Wherever the word "Duration" appears in a line of the records, copy that line.

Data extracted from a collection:

_ _ _ _

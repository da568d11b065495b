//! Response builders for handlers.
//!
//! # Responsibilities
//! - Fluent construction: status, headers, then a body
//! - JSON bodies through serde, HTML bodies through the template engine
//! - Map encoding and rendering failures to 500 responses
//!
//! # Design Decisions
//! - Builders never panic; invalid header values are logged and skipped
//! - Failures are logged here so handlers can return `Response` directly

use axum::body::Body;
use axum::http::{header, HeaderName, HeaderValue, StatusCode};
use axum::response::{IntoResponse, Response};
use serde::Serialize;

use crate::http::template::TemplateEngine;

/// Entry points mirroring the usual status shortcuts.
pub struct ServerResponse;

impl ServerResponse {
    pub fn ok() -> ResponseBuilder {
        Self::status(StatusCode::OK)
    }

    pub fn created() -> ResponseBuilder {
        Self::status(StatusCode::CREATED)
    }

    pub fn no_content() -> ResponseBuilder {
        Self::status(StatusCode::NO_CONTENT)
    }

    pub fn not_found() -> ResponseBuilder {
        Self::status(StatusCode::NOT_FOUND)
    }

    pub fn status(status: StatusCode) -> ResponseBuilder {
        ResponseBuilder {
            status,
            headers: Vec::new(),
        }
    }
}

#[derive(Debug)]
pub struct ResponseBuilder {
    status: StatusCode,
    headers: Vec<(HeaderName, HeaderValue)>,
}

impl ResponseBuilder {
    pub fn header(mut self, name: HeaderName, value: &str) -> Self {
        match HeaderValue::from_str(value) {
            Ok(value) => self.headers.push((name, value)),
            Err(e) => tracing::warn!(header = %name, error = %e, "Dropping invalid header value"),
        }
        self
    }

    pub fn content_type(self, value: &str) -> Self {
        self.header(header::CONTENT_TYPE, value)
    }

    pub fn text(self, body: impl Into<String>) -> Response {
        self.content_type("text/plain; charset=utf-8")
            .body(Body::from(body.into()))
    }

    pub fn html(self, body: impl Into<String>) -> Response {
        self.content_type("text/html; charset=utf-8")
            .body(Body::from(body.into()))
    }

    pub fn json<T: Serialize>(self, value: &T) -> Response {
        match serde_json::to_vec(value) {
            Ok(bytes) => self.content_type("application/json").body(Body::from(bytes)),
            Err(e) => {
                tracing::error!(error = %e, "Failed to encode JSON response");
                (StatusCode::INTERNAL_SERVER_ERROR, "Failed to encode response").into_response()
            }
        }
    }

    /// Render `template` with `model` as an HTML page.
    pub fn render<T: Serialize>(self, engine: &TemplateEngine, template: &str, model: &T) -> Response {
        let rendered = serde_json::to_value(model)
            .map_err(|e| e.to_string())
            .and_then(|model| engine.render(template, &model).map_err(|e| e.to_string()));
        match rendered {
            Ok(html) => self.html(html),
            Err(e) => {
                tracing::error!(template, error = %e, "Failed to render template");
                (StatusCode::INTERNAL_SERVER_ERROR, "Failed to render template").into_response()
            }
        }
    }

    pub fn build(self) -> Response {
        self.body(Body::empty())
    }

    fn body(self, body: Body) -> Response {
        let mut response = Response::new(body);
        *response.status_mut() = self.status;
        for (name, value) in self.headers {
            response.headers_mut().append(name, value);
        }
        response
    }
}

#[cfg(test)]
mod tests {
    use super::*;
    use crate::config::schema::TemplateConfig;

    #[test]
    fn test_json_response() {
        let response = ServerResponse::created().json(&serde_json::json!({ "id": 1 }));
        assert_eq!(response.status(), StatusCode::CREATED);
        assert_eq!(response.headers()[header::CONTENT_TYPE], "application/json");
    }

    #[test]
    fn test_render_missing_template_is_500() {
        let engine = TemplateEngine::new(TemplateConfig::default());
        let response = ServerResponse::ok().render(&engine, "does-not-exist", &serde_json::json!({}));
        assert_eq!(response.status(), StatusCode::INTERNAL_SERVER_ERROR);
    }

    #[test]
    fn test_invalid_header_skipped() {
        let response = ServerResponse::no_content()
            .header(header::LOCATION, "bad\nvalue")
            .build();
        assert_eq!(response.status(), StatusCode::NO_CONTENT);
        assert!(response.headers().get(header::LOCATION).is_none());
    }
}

_ _ _ _

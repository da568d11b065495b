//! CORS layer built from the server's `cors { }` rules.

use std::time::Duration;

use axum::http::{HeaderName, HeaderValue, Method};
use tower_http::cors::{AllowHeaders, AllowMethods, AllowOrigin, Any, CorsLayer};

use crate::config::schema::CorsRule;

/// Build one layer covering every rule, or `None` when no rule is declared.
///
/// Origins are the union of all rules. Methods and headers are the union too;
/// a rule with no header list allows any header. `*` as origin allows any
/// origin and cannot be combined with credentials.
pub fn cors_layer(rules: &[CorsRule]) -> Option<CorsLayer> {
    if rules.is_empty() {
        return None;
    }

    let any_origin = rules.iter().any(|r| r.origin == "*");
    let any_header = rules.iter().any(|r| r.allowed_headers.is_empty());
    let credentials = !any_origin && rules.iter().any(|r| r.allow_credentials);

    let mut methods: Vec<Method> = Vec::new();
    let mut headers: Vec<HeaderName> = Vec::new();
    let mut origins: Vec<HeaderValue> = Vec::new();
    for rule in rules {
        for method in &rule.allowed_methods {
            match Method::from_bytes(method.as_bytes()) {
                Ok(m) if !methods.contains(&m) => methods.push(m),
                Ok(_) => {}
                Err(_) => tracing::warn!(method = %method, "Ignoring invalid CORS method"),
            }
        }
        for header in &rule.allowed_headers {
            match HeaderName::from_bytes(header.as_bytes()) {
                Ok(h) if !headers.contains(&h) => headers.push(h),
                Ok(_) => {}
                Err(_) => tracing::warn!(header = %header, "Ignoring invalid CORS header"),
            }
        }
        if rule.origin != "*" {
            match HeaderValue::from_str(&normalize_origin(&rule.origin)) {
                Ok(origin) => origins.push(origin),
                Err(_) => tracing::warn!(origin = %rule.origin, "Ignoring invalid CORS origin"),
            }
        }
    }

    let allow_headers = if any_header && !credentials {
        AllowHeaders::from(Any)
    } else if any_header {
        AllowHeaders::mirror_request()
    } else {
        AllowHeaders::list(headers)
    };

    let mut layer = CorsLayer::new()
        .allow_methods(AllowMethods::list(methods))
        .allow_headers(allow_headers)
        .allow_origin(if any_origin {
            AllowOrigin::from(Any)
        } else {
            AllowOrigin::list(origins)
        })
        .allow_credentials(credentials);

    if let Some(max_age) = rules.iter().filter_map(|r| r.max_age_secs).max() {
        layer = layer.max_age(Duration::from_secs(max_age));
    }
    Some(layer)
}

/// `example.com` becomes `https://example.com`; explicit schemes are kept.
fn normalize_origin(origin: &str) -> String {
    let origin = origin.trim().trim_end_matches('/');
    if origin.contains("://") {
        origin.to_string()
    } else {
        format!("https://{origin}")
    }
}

_ _ _ _

-- Response to the exercise --
use std::time::Duration;
        layer = layer.max_age(Duration::from_secs(max_age));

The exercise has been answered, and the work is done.